Tuesday, January 25, 2011

Our Loss, Her Gain...



Today was a tough day for our family. We lost Justin's sweet grandmother, Jo, this morning. She had been put on hospice just yesterday morning and none of us were expecting her to pass away so quickly. We were all able to be there last night, and though she was sleeping, we at least got to see her one last time. The strangest part was that J and the kids and I had just been there a week ago visiting her at the assisted living home she had lived at for the past year. And she was doing really well. We were having lots of great laughs and talks as the kids were entertaining us as always. She really loved our kids. And, she always really loved us. I lost my last grandparent several years ago, but always felt as though Nammy was my own, too.

She was one of those people who is incredibly real, charming, and makes friends wherever she went. She taught elementary school for many years (and would still have former second graders stay in touch as adults), raised 4 great kids, doted on 9 grandchildren, and two great-grandchildren. She had already started knitting for our little one on the way. She was so spunky and really truly cared about us all. I always loved being able to talk to her about parenting and teaching and hear her candid responses. She was an incredible woman, and her legacy definitely lives on in the lives of her children, grandchildren, and hopefully, great-grandchildren.

I was really nervous about sharing with the kids about her passing away. I knew I couldn't avoid it for long because they would be asking about her and wanting to visit. They got very serious when I began talking about it. They asked a lot of questions...primarily how she got to heaven. They speculated that maybe she went on a roller coaster, but then settled on the fact that Jesus carried her there. They were relieved to hear that heaven is more wonderful than any other place because you get to be with Jesus...and they were glad to know that Jesus had healed all of her "owies" and that there would be food in heaven, too. They talked about her probably dancing there because she wouldn't have to worry about her knees. T was still unsure why she couldn't just come to lunch with us today because Jesus had healed her and he wanted to see her.

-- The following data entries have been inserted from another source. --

//! Component E: the binary grammar format (spec §4.E) — a single
//! contiguous, little-endian byte buffer addressable by a fixed header and
//! table directory, loadable without a parse pass.

pub mod codec;
pub mod header;
pub mod legacy;
pub mod read;
pub mod write;

pub use header::SourceTag;
pub use read::load_from_bytes;
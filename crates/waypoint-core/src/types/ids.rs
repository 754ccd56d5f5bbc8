//! Typed index handles into the tables of a [`crate::artifact::Grammar`].
//!
//! Every table in the grammar artifact (terminals, non-terminals,
//! productions, DFA states, LALR states, groups) is addressed by a newtype
//! wrapper around `u32` rather than a bare index, so that swapping a
//! terminal index for a non-terminal index is a compile error rather than a
//! silent bug. This mirrors the teacher's `DBNonTermKey`/`DBRuleKey` handle
//! style.

use std::fmt::{self, Debug, Display};

macro_rules! id_type {
  ($name:ident, $prefix:literal) => {
    #[derive(Clone, Copy, PartialEq, Eq, PartialOrd, Ord, Hash, Default, serde::Serialize, serde::Deserialize)]
    pub struct $name(pub u32);

    impl $name {
      pub const INVALID: $name = $name(u32::MAX);

      #[inline]
      pub fn index(self) -> usize {
        self.0 as usize
      }

      #[inline]
      pub fn is_valid(self) -> bool {
        self.0 != u32::MAX
      }
    }

    impl From<usize> for $name {
      fn from(value: usize) -> Self {
        debug_assert!(value <= u32::MAX as usize, "index overflowed u32");
        $name(value as u32)
      }
    }

    impl From<u32> for $name {
      fn from(value: u32) -> Self {
        $name(value)
      }
    }

    impl Debug for $name {
      fn fmt(&self, f: &mut fmt::Formatter<'_>) -> fmt::Result {
        write!(f, "{}{}", $prefix, self.0)
      }
    }

    impl Display for $name {
      fn fmt(&self, f: &mut fmt::Formatter<'_>) -> fmt::Result {
        Debug::fmt(self, f)
      }
    }
  };
}

id_type!(TerminalId, "T");
id_type!(NonTerminalId, "N");
id_type!(ProductionId, "P");
id_type!(DfaStateId, "D");
id_type!(LrStateId, "S");
id_type!(GroupId, "G");

/// A symbol is either a terminal, a non-terminal, or a group delimiter.
/// This is the disjoint union described in spec §3 "Symbol".
#[derive(Clone, Copy, PartialEq, Eq, PartialOrd, Ord, Hash, Debug, serde::Serialize, serde::Deserialize)]
pub enum SymbolId {
  Terminal(TerminalId),
  NonTerminal(NonTerminalId),
  GroupStart(GroupId),
  GroupEnd(GroupId),
  /// The distinguished end-of-input terminal, used in LALR action tables.
  EndOfInput,
}

impl SymbolId {
  pub fn is_terminal(self) -> bool {
    matches!(self, SymbolId::Terminal(_) | SymbolId::EndOfInput | SymbolId::GroupStart(_) | SymbolId::GroupEnd(_))
  }

  pub fn is_nonterminal(self) -> bool {
    matches!(self, SymbolId::NonTerminal(_))
  }

  pub fn as_terminal(self) -> Option<TerminalId> {
    match self {
      SymbolId::Terminal(t) => Some(t),
      _ => None,
    }
  }

  pub fn as_nonterminal(self) -> Option<NonTerminalId> {
    match self {
      SymbolId::NonTerminal(n) => Some(n),
      _ => None,
    }
  }
}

And they talked a lot about how someday all of us would get to see her there again. B knew Nana (my mother-in-law) must be sad because she misses her mom and dad now, but we talked about how happy she is that Nammy is with Jesus. And really we all are. As I sit here, I am not sad for her one bit, only for us. And I am thankful for the saving grace of Christ that makes us not need to be sad or afraid. So, all in all, I was amazed at how well the kids took it and seemed to understand as best they could. I hope that Nammy knew how much she will be missed.

"I declare to you, brothers and sisters, that flesh and blood cannot inherit the kingdom of God, nor does the perishable inherit the imperishable. 51 Listen, I tell you a mystery: We will not all sleep, but we will all be changed—52 in a flash, in the twinkling of an eye, at the last trumpet. For the trumpet will sound, the dead will be raised imperishable, and we will be changed. 53 For the perishable must clothe itself with the imperishable, and the mortal with immortality. 54 When the perishable has been clothed with the imperishable, and the mortal with immortality, then the saying that is written will come true: “Death has been swallowed up in victory.”
55 “Where, O death, is your victory?
Where, O death, is your sting?”
56 The sting of death is sin, and the power of sin is the law. 57 But thanks be to God! He gives us the victory through our Lord Jesus Christ.
58 Therefore, my dear brothers and sisters, stand firm. Let nothing move you. Always give yourselves fully to the work of the Lord, because you know that your labor in the Lord is not in vain."
1 Corinthians 15:50-58 (NIV)


1 comment:

  1. I am so sorry for your loss. I felt the same way when my Grandparents died. I wasn't sad for them, just us.